Shawn Crowell is a 2025 Summer Intern at The World Affairs Council of Harrisburg
Today, in the wealthiest country in the world, where people have been to the moon and back, a national travesty lies with 1 in 5 children: child poverty. That is 1 in 5 children in this country who go to bed hungry. These children live without stable housing and lack basic healthcare. The issue of child poverty is not just a moral failure; it is an economic one, and this level of poverty is unsustainable. Kids who grow up in this manner struggle in school, face health problems, and end up in poverty themselves as adults. What we are doing in the United States is not raising healthy children. No—we are raising criminals.
We know how to fix this, though.
We have programs like SNAP (Supplemental Nutrition Assistance Program) and the Child Tax Credit, which have proven effective time and again. When the Democratic-controlled Congress expanded the Child Tax Credit in 2021, child poverty dropped by nearly half in just one year. That’s not theoretical; those are the facts. Families used the money to cover expenses such as food, rent, school supplies, and medicine. This lifted millions out of poverty and proved we can change the system.
SNAP, also known as food stamps, is another lifeline. This program helps struggling families afford groceries so they and their children don’t have to go hungry. It’s one of the most efficient and effective anti-poverty programs we have.
Instead of expanding these programs, which lift people out of poverty today, we have a Congress that passed one of the most destructive pieces of legislation to these lifelines.

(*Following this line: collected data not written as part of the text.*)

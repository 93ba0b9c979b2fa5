use tracing_subscriber::{
    fmt::format::Format, layer::SubscriberExt, util::SubscriberInitExt, EnvFilter,
};

const DEFAULT_FILTER: &str = "shutterbox=debug,tower_http=debug";
const QUIET_FILTER: &str = "shutterbox=info,tower_http=info";

/// Filter used when `RUST_LOG` is unset.
fn default_filter(debug_enabled: bool) -> &'static str {
    if debug_enabled {
        DEFAULT_FILTER
    } else {
        QUIET_FILTER
    }
}

/// Initialize console tracing.
///
/// `RUST_LOG` overrides the default filter. Production output drops colours.
pub fn init_telemetry(
    environment: &str,
    debug_enabled: bool,
) -> Result<(), Box<dyn std::error::Error>> {
    let filter = EnvFilter::try_from_default_env()
        .unwrap_or_else(|_| default_filter(debug_enabled).into());

    let production = matches!(environment.to_lowercase().as_str(), "production" | "prod");

    let console_fmt = tracing_subscriber::fmt::layer()
        .with_ansi(!production)
        .event_format(Format::default().compact().with_target(false));

    tracing_subscriber::registry()
        .with(filter)
        .with(console_fmt)
        .try_init()?;

    tracing::info!(environment = %environment, debug_enabled, "Tracing initialized");
    Ok(())
}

This “big beautiful bill” is a big stab at poor families. It proposes massive cuts to programs like SNAP, Medicaid, and housing assistance to fund billionaires and give them a $4 trillion tax cut. This bill is expected to cut an estimated $285 billion from SNAP. It cuts an estimated $1.1 trillion in healthcare and Medicaid—the foundation of youth healthcare. It adds more requirements and measures that gut the foundation of these nets and make it a nightmare to get benefits.

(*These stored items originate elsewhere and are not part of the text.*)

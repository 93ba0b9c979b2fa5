//! Application state shared by every handler.
//!
//! Built once at startup and handed to the router as `Arc<AppState>`; nothing
//! in it is mutated while serving.

use crate::auth::AdminCredential;
use crate::services::approval::ApprovalStrategy;
use shutterbox_core::Config;
use shutterbox_processing::{ImageNormalizer, UploadValidator};
use shutterbox_storage::PhotoBucket;
use std::sync::Arc;

pub struct AppState {
    pub config: Arc<Config>,
    pub bucket: PhotoBucket,
    pub approval: Arc<dyn ApprovalStrategy>,
    pub validator: UploadValidator,
    pub normalizer: ImageNormalizer,
    pub templates: Arc<tera::Tera>,
    pub credential: AdminCredential,
}
pub mod approve;
pub mod config;
pub mod gallery;
pub mod health;
pub mod submit;
pub mod upload;

use crate::error::HttpAppError;
use crate::state::AppState;
use axum::response::Html;

/// Display settings every page needs.
pub(crate) fn base_context(state: &AppState) -> tera::Context {
    let config = &state.config;
    let mut ctx = tera::Context::new();
    ctx.insert("app_name", &config.app_name);
    ctx.insert("submit_title", &config.submit_title);
    ctx
}

pub(crate) fn render(
    state: &AppState,
    template: &str,
    ctx: &tera::Context,
) -> Result<Html<String>, HttpAppError> {
    let body = state.templates.render(template, ctx)?;
    Ok(Html(body))
}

We are punishing families and children to make cuts so billionaires don’t have to pay.
Supporters of this bill will—and have—argued that cutting these programs “incentivizes” work or that it gives funds to people who “deserve” them. Let’s be upfront with the facts: most of these families do work, and every child and family is deserving of food. This only makes it harder to register for these programs and puts people who want to work but can’t find work in danger.
Programs like these are the backbone of poor families with children to feed. Not even including the cuts to the foundation of college, it’s programs like these that provide structure for parents in less well-off situations to reduce stress and raise children.
Let’s also bring facts into view. When the expanded Child Tax Credit ended in 2022, child poverty shot back up by 41%. This is immoral and could’ve been avoided by strengthening our systems, not pulling the rug out from under them.
As our children go hungry and grow up in broken homes, we must demand more from our leaders. Ending child poverty should be a national priority—not a political talking point. This is not left or right for people growing up in these conditions. It’s right or wrong.
Investing in children is investing in America’s future—making sure we are ahead of countries like China and developing the leaders of tomorrow. Money we spend today to feed children, educate them, and make it clear we will not let any child go hungry is money we get back through the future leaders of the world. This is not just a moral right but an intellectual one.
So the question can be asked: what should we do?
Questions do not always have right and wrong answers. This is one of them, but we have the facts to know what to do.
We must expand the Child Tax Credit to help families pay their bills and feed their children so we don’t teach them how to steal.
We must protect and expand SNAP and Medicaid. Child healthcare is a right, and we should make sure no child goes hungry or untreated.
We must make housing more affordable and accessible to low-income families. No family should go to bed cold or without power because the bills are too much.
And we must stop treating poverty as if it’s chosen. The fact is, it’s not.
The Trump administration has gone back on its promises to cut costs for families and “make America great again.” This big, beautiful bill is a crime against children who sleep at night wondering if they will get food the next day.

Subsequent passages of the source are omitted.